Photo courtesy of AAOS
On Friday, May 1, Michael McCaslin, Principal of Somerset CPAs, P.C., and Glenn Sumner, CEO of OrthoTennessee and OrthoForum President, presented at the 2015 National Orthopaedic Leadership Conference on the future of private practice. Aside from their National Annual Meeting, this conference is one of the American Academy of Orthopaedic Surgeons’ largest and most influential gatherings, with representation from leaders from across the country.
As orthopaedics continues to shift to outpatient care (over 70% of all orthopaedic surgery cases are now outpatient), we understand the importance of evaluating how private practices currently operate and how to productively face challenges as we move toward an evolving care delivery model for musculoskeletal services.
McCaslin and Sumner outlined how to address and meet those hurdles by presenting an analysis of five pillars essential to ensure the future of private orthopaedic practices, and by explaining how OrthoTennessee specifically has employed them for the continued success of its orthopaedic group.
- Growth – Growth helps maintain your relevancy and competitiveness- when strong and well-coordinated practice governance structures are put in place. Dictate your role in the care delivery process. Find a management and economic model that works for you and the future of your patients. Size does matter.
- Ancillaries – More efficient use of in-office ancillaries is a way to ensure your recruitment game, revenue streams, and cost per patient, allowing you to stay competitive. Now in bundled payment arrangements they are critical to better patient scheduling/patient flow, more cost effective rehab and improved care coordination through nurse navigators.

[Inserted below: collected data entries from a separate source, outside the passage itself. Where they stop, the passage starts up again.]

//! Runtime configuration for the history layer.
//!
//! Loaded from a JSON file and then overlaid with command-line flags.

use std::collections::HashMap;
use std::path::{Path, PathBuf};
use std::time::Duration;

use serde::{Deserialize, Serialize};

use crate::error::HistoryError;

/// Which history cache backs the guru.
#[derive(Clone, Debug, PartialEq, Eq, Serialize, Deserialize)]
#[serde(rename_all = "lowercase", tag = "type")]
pub enum CacheBackend {
    None,
    File,
    /// SQLite database; defaults to `<data_root>/history.db`.
    Database { path: Option<PathBuf> },
}

/// Names skipped by the repository scan unless overridden.
pub const DEFAULT_IGNORED_NAMES: &[&str] = &[
    "*.o", "*.a", "*.so", "*.class", "*.jar", "*.pyc", "*~", ".#*", "node_modules",
    "target", "SCCS", "CVS", "RCS", ".hg", ".git", ".svn", ".bzr", "_MTN", ".repo",
];

#[derive(Clone, Debug, Serialize, Deserialize)]
#[serde(default)]
pub struct HistoryConfig {
    /// Root of all managed sources; cache keys are relative to it.
    pub source_root: PathBuf,
    /// Where `historycache/` and the default database live.
    pub data_root: PathBuf,
    /// Directory levels the repository scan descends below the source root.
    pub scanning_depth: usize,
    /// gitignore-style globs skipped during the scan.
    pub ignored_names: Vec<String>,
    pub cache: CacheBackend,
    /// Parses slower than this are stored in the file cache.
    pub history_reader_time_limit_ms: u64,
    pub remote_scm_supported: bool,
    pub tags_enabled: bool,
    pub parallel_cache_creation: bool,
    /// Deadline for every external VCS command; 0 disables the timeout.
    pub command_timeout_secs: u64,
    /// Per-kind executable overrides, keyed by lowercase kind name (`git`, `hg`, ...).
    pub commands: HashMap<String, String>,
}

impl Default for HistoryConfig {
    fn default() -> Self {
        HistoryConfig {
            source_root: PathBuf::from("."),
            data_root: default_data_root(),
            scanning_depth: 3,
            ignored_names: DEFAULT_IGNORED_NAMES.iter().map(|s| s.to_string()).collect(),
            cache: CacheBackend::File,
            history_reader_time_limit_ms: 30_000,
            remote_scm_supported: true,
            tags_enabled: false,
            parallel_cache_creation: true,
            command_timeout_secs: 600,
            commands: HashMap::new(),
        }
    }
}

/// Platform data directory, e.g. `~/.local/share/vcs-history` on Linux.
pub fn default_data_root() -> PathBuf {
    let base = dirs::data_local_dir().unwrap_or_else(|| PathBuf::from("."));
    base.join("vcs-history")
}

impl HistoryConfig {
    /// Read a JSON configuration file. Missing keys take their defaults.
    pub fn load(path: &Path) -> Result<Self, HistoryError> {
        let text = std::fs::read_to_string(path).map_err(|e| {
            HistoryError::Config(format!("cannot read {}: {}", path.display(), e))
        })?;
        serde_json::from_str(&text)
            .map_err(|e| HistoryError::Config(format!("invalid {}: {}", path.display(), e)))
    }

    pub fn with_source_root(mut self, root: impl Into<PathBuf>) -> Self {
        self.source_root = root.into();
        self
    }

    pub fn with_data_root(mut self, root: impl Into<PathBuf>) -> Self {
        self.data_root = root.into();
        self
    }

    pub fn with_cache(mut self, cache: CacheBackend) -> Self {
        self.cache = cache;
        self
    }

    pub fn history_reader_time_limit(&self) -> Duration {
        Duration::from_millis(self.history_reader_time_limit_ms)
    }

    pub fn command_timeout(&self) -> Option<Duration> {
        (self.command_timeout_secs > 0).then(|| Duration::from_secs(self.command_timeout_secs))
    }

    /// Directory holding the per-file cache blobs.
    pub fn history_cache_dir(&self) -> PathBuf {
        self.data_root.join("historycache")
    }

    pub fn database_path(&self) -> PathBuf {
        match &self.cache {
            CacheBackend::Database { path: Some(p) } => p.clone(),
            _ => self.data_root.join("history.db"),
        }
    }
}

#[cfg(test)]
mod tests {
    use super::*;

    #[test]
    fn test_defaults() {
        let cfg = HistoryConfig::default();
        assert_eq!(cfg.scanning_depth, 3);
        assert_eq!(cfg.cache, CacheBackend::File);
        assert_eq!(cfg.history_reader_time_limit(), Duration::from_secs(30));
        assert!(cfg.ignored_names.iter().any(|n| n == ".git"));
        assert!(cfg.data_root.ends_with("vcs-history"));
    }

    #[test]
    fn test_load_partial_json() {
        let dir = tempfile::tempdir().unwrap();
        let path = dir.path().join("cfg.json");
        std::fs::write(
            &path,
            r#"{
                "source_root": "/src",
                "scanning_depth": 5,
                "cache": {"type": "database", "path": "/tmp/h.db"},
                "commands": {"git": "/opt/git/bin/git"}
            }"#,
        )
        .unwrap();
        let cfg = HistoryConfig::load(&path).unwrap();
        assert_eq!(cfg.source_root, PathBuf::from("/src"));
        assert_eq!(cfg.scanning_depth, 5);
        assert_eq!(cfg.database_path(), PathBuf::from("/tmp/h.db"));
        assert_eq!(cfg.commands.get("git").map(String::as_str), Some("/opt/git/bin/git"));
        assert!(cfg.parallel_cache_creation);
    }

    #[test]
    fn test_load_invalid_json() {
        let dir = tempfile::tempdir().unwrap();
        let path = dir.path().join("bad.json");
        std::fs::write(&path, "{ not json").unwrap();
        let err = HistoryConfig::load(&path).unwrap_err();
        assert!(matches!(err, HistoryError::Config(_)));
    }

    #[test]
    fn test_zero_timeout_disables() {
        let cfg = HistoryConfig {
            command_timeout_secs: 0,
            ..Default::default()
        };
        assert_eq!(cfg.command_timeout(), None);
    }

    #[test]
    fn test_database_path_default() {
        let cfg = HistoryConfig::default()
            .with_data_root("/data")
            .with_cache(CacheBackend::Database { path: None });
        assert_eq!(cfg.database_path(), PathBuf::from("/data/history.db"));
        assert_eq!(cfg.history_cache_dir(), PathBuf::from("/data/historycache"));
    }
}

- Alignment – Working with hospitals on everything from cost management, staffing efficiencies and process improvement to quality of care, care coordination, outreach and patient satisfaction ensures longevity and strengthens partnerships for an overall more streamlined, successful structure of care.
- Operational Excellence – Analyzing jobs and potentially redesigning workflow can yield tremendous operational improvements. Prepare for greater use of technology by patients and for different types of providers seeing patients, in addition to evaluating resource allocation to various payer categories.
- Quality Initiatives – The continued struggle to agree on a definition of what constitutes true quality hasn’t tempered the need to collect and analyze more relevant outcomes metrics. Going forward we need to be especially sensitive to payers and employers regarding those measures they believe are important, particularly those that also reduce costs.
The overarching theme of change set the stage for the well-received presentation.. For better or worse, we know the payment system is rapidly changing from fee-for-service to fee-for-value. Will we be ready?
“This is an exciting time for the OrthoForum, and orthopaedic practices in general, as we make strides to improve the structure and quality of care with initiatives like BPCI and other value-based payment arrangements. The OrthoForum is establishing itself as a thought leader in orthopaedic practice management and this presentation was further evidence of that fact,” says Sumner. “Embracing industry changes through the power of our collective practice management wisdom will benefit all private practices , helping them prepare for for innovation, quality, and growth needed in an evolving health care landscape.”
We at the OrthoForum are honored to have had the opportunity to speak to such a distinguished group of industry leaders. This is yet another example of how our relationship with the American Academy of Orthopaedic Surgeons continues to strengthen and grow.